Michael Pan didn't set out to become a food entrepreneur. With an engineering background and no prior experience in the industry, he did what a lot of Portland's best makers do: he figured it out, found his people, and built something remarkable from the ground up.

An Unlikely Beginning

Pan’s Mushroom Jerky didn't start with a big team or a purpose-built facility. It started with a shared kitchen and a growing realization that Portland's food community is something genuinely special.

"I quickly found out that it's a big, but very small, tight-knit community," Michael says. "They're all wanting to help and trying to help other people get off the ground." For someone coming in from outside the industry, that kind of welcome made all the difference.

It's a spirit he sees woven into the city's DNA. "There's that attitude of 'we make it happen' here," he says — a culture of creating something out of nothing that has shaped Pan's Mushroom Jerky at every stage of its growth.

Why Mushrooms? Why Portland?

The mission behind Pan's goes deeper than a great snack. For Michael, mushrooms represent something bigger: a food that's good for your body, better for the planet, and free from animal cruelty. The jerky is just the beginning. His vision is an entire portfolio of mushroom-based products that tap into that potential — from health benefits to environmental impact.

Portland, it turns out, is a natural home for that kind of thinking. The city's culinary scene is world-renowned for its range and its values, and consumers here are tuned in to exactly the things Pan's cares about. "Whether it's vegan or not, it's pretty world renowned at this point," Michael notes of Portland's food culture.

Built by the Community, Committed to the City

Pan's growth hasn't happened in isolation. Organizations like Built Oregon, Prosper Portland, and Business Oregon have all played a role in helping the company navigate the journey from scrappy startup to scaling producer. Michael is clear that this support isn't taken for granted — and that it's a big part of why Pan's is staying put.

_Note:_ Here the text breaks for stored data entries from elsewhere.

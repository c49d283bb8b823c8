//! Display surface for review cards

use serde::{Deserialize, Serialize};

/// Which side of the card is showing
#[derive(Debug, Clone, Copy, PartialEq, Eq, Default, Serialize, Deserialize)]
#[serde(rename_all = "camelCase")]
pub enum CardFace {
    /// The source-language term, shown first
    #[default]
    Source,
    /// The translation, shown once the reveal timer fires
    Translation,
}

/// Anything that can show one face of a card
pub trait CardSurface {
    fn show_card(&mut self, label: &str, text: &str, face: CardFace);
}

/// A surface that keeps the most recently shown card.
///
/// The terminal UI draws from it on every frame.
#[derive(Debug, Clone, Default, PartialEq, Eq)]
pub struct CardView {
    pub label: String,
    pub text: String,
    pub face: CardFace,
    /// Number of times a card face has been shown
    pub renders: usize,
}

impl CardView {
    pub fn new() -> Self {
        Self::default()
    }

    pub fn is_blank(&self) -> bool {
        self.renders == 0
    }
}

impl CardSurface for CardView {
    fn show_card(&mut self, label: &str, text: &str, face: CardFace) {
        self.label = label.to_string();
        self.text = text.to_string();
        self.face = face;
        self.renders += 1;
    }
}
use ratatui::prelude::*;
use ratatui::widgets::Paragraph;

use super::app_state::TuiState;

pub fn draw(f: &mut Frame, area: Rect, state: &TuiState) {
    // Show flash message if present
    if let Some(ref msg) = state.flash_message {
        let flash = Paragraph::new(format!(" {}", msg))
            .style(Style::default().bg(Color::Red).fg(Color::White));
        f.render_widget(flash, area);
        return;
    }

    let hint = if state.is_revealed() {
        "y: knew it  n: didn't know"
    } else {
        "waiting to flip\u{2026}  y/n to answer early"
    };

    let text = format!(
        " {} words left  \u{2502}  {} learned, {} seen  \u{2502}  {}  ?: help  q: quit ",
        state.remaining(),
        state.learned(),
        state.dealt,
        hint
    );

    let status = Paragraph::new(text)
        .style(Style::default().bg(Color::DarkGray).fg(Color::White));
    f.render_widget(status, area);
}
use anyhow::Result;

use crate::app::App;
use crate::OutputFormat;

pub fn run(app: &App, format: &OutputFormat) -> Result<()> {
    let progress = app.progress()?;

    match format {
        OutputFormat::Json => {
            let output = serde_json::json!({
                "total": progress.total,
                "remaining": progress.remaining,
                "learned": progress.learned,
                "defaultList": app.store.default_path().to_string_lossy(),
                "remainingList": app.store.remaining_path().to_string_lossy(),
            });
            println!("{}", serde_json::to_string_pretty(&output)?);
        }
        OutputFormat::Plain => {
            let percent = if progress.total == 0 {
                0.0
            } else {
                progress.learned as f64 * 100.0 / progress.total as f64
            };

            println!("{:<10} {}", "Learned", progress.learned);
            println!("{:<10} {}", "Remaining", progress.remaining);
            println!("{:<10} {}", "Total", progress.total);
            println!("{}", "\u{2500}".repeat(16));
            println!("{:.1}% of {} learned", percent, app.store.default_path().display());
        }
    }

    Ok(())
}
//! Data models for the word lists

use rand::seq::SliceRandom;
use rand::Rng;
use serde::{Deserialize, Serialize};

/// One word pair: a source-language term and its translation
#[derive(Debug, Clone, PartialEq, Eq, Hash, Serialize, Deserialize)]
#[serde(rename_all = "camelCase")]
pub struct WordEntry {
    pub source: String,
    pub target: String,
}

impl WordEntry {
    pub fn new(source: impl Into<String>, target: impl Into<String>) -> Self {
        Self {
            source: source.into(),
            target: target.into(),
        }
    }
}

/// Header names of the two columns in a word list.
///
/// They also label the two faces of a card.
#[derive(Debug, Clone, PartialEq, Eq, Serialize, Deserialize)]
#[serde(rename_all = "camelCase")]
pub struct Columns {
    pub source: String,
    pub target: String,
}

impl Default for Columns {
    fn default() -> Self {
        Self {
            source: "French".to_string(),
            target: "English".to_string(),
        }
    }
}

/// An ordered list of word entries held in memory
#[derive(Debug, Clone, Default, PartialEq, Eq, Serialize, Deserialize)]
#[serde(transparent)]
pub struct WordSet {
    entries: Vec<WordEntry>,
}

impl WordSet {
    pub fn new(entries: Vec<WordEntry>) -> Self {
        Self { entries }
    }

    pub fn len(&self) -> usize {
        self.entries.len()
    }

    pub fn is_empty(&self) -> bool {
        self.entries.is_empty()
    }

    pub fn iter(&self) -> std::slice::Iter<'_, WordEntry> {
        self.entries.iter()
    }

    pub fn contains(&self, entry: &WordEntry) -> bool {
        self.entries.contains(entry)
    }

    pub fn as_slice(&self) -> &[WordEntry] {
        &self.entries
    }

    /// Pick one entry uniformly at random
    pub fn choose_random<R: Rng + ?Sized>(&self, rng: &mut R) -> Option<&WordEntry> {
        self.entries.choose(rng)
    }

    /// Remove the first entry structurally equal to `entry`.
    ///
    /// Returns `false` when no entry matched. With duplicate rows only the
    /// earliest one is removed, the others stay in the set.
    pub fn remove_entry(&mut self, entry: &WordEntry) -> bool {
        match self.entries.iter().position(|e| e == entry) {
            Some(pos) => {
                self.entries.remove(pos);
                true
            }
            None => false,
        }
    }
}

impl From<Vec<WordEntry>> for WordSet {
    fn from(entries: Vec<WordEntry>) -> Self {
        Self::new(entries)
    }
}

impl FromIterator<WordEntry> for WordSet {
    fn from_iter<I: IntoIterator<Item = WordEntry>>(iter: I) -> Self {
        Self::new(iter.into_iter().collect())
    }
}

impl<'a> IntoIterator for &'a WordSet {
    type Item = &'a WordEntry;
    type IntoIter = std::slice::Iter<'a, WordEntry>;

    fn into_iter(self) -> Self::IntoIter {
        self.entries.iter()
    }
}

/// Learning progress against the full word list
#[derive(Debug, Clone, Copy, PartialEq, Eq, Serialize, Deserialize)]
#[serde(rename_all = "camelCase")]
pub struct Progress {
    pub total: usize,
    pub remaining: usize,
    pub learned: usize,
}

impl Progress {
    pub fn new(total: usize, remaining: usize) -> Self {
        Self {
            total,
            remaining,
            learned: total.saturating_sub(remaining),
        }
    }
}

"We are committed to being in Portland," he says. "The community has been a huge help for us, and their support is helping us through this next stage of our business."

He's also quick to shout out fellow Portland food makers who embody that same community spirit. Ground Up, a nut butter brand just down the street with a mission to employ and train women in the workforce, is one he admires deeply. Honey Mama's, just up the road, is another. "There are so many," he says — a testament to just how rich Portland's local CPG scene has become.

Growing Fast, Staying Grounded

The numbers tell a story of real momentum. Pan's has produced up to 120,000 units in a single year, with an average run of 80,000 to 100,000 units annually. But with recent equipment investments, that's about to change dramatically. Over the next year, Michael expects to triple their output — a major leap that reflects both growing demand and a business that's quietly been doing everything right.

Through all of it, he credits Portland's environment — in every sense of the word — for helping him stay sharp. The mountains, the coast, the desert: all of it within reach when you need to step away from the grind and reset. "The variety of landscapes you get here is pretty incredible," he says. "The environment lends itself to helping you do that, but also helping you get out of it, too."

A Big-Small City That Welcomes Outsiders

Perhaps what Michael values most is something harder to quantify than production numbers or grant funding. It's the feeling of belonging to a place.

"The community is really tight here," he says. "There's a big-small city vibe. And as an outsider, we've been welcomed."

In a city that's earned a reputation for that exact quality — a place where a mushroom jerky brand built by an engineer with no food industry experience can find its footing, its people, and its purpose — that welcome is worth everything.


Pan's Mushroom Jerky is made in Portland, Oregon and available online and at retailers nationwide.